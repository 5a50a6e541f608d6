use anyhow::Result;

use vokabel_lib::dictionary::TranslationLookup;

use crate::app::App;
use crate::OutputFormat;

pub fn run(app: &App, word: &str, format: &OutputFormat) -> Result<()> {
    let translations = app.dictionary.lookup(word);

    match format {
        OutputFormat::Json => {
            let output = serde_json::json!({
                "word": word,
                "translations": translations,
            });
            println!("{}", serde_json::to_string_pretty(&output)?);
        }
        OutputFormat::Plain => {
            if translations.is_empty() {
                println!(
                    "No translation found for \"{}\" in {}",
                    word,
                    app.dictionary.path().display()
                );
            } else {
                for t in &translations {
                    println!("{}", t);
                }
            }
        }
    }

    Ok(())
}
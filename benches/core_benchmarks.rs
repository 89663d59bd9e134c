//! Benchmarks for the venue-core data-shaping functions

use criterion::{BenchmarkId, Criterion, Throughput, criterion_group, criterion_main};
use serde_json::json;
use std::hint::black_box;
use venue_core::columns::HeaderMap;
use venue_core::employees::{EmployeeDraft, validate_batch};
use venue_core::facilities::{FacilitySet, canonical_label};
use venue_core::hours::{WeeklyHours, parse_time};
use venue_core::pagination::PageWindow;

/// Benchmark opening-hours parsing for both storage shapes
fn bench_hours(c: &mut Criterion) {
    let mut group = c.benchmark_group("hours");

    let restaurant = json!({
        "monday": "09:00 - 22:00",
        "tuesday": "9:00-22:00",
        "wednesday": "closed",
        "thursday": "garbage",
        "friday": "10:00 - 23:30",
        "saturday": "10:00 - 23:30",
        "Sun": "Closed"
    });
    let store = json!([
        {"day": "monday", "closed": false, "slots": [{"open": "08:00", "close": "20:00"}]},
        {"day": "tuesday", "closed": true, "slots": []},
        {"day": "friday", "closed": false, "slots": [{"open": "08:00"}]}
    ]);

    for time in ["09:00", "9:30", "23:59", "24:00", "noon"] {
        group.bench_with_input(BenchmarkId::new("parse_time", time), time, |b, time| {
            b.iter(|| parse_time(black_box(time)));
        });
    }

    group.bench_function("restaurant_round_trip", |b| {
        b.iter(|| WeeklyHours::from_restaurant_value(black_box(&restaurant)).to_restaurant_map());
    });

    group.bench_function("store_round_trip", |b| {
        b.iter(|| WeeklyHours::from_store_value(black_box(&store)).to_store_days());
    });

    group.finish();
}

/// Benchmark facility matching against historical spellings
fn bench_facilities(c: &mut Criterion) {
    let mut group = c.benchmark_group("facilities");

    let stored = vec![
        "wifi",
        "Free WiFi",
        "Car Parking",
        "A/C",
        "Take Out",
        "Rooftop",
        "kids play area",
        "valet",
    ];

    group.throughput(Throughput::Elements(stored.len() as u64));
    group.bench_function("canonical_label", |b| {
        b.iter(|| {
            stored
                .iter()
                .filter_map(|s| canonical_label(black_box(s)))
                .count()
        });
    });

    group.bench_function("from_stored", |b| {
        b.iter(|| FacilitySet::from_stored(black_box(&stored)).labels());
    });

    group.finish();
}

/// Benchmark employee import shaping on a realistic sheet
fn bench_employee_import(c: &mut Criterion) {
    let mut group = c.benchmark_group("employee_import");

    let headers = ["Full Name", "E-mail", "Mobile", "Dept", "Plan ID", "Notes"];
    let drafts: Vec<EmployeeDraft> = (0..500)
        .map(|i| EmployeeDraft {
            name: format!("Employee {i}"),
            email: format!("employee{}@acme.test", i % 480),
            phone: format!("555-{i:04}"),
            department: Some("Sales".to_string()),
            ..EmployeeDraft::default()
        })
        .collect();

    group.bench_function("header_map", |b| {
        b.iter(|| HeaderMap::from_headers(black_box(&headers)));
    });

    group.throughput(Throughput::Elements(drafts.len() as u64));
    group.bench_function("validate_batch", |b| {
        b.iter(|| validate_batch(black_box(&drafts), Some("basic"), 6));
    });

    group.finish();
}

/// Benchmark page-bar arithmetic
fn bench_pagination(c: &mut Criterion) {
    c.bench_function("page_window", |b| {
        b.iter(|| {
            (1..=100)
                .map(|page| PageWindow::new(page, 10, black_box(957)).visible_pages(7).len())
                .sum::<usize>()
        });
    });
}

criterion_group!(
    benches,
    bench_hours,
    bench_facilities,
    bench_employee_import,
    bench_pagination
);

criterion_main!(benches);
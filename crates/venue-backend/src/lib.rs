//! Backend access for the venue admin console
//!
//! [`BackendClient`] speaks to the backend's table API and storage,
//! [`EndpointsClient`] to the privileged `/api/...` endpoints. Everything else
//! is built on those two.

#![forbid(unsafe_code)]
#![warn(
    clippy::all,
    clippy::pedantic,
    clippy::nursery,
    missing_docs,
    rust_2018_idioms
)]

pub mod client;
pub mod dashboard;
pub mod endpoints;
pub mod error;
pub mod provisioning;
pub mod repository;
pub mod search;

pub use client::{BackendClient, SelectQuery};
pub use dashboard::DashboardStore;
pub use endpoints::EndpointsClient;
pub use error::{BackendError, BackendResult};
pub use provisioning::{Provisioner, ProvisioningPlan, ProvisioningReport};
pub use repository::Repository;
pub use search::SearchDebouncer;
=====
A copy of each line above that holds the word "headers" is the expected answer.

■ REPLY TO THE TASK:
    let headers = ["Full Name", "E-mail", "Mobile", "Dept", "Plan ID", "Notes"];
        b.iter(|| HeaderMap::from_headers(black_box(&headers)));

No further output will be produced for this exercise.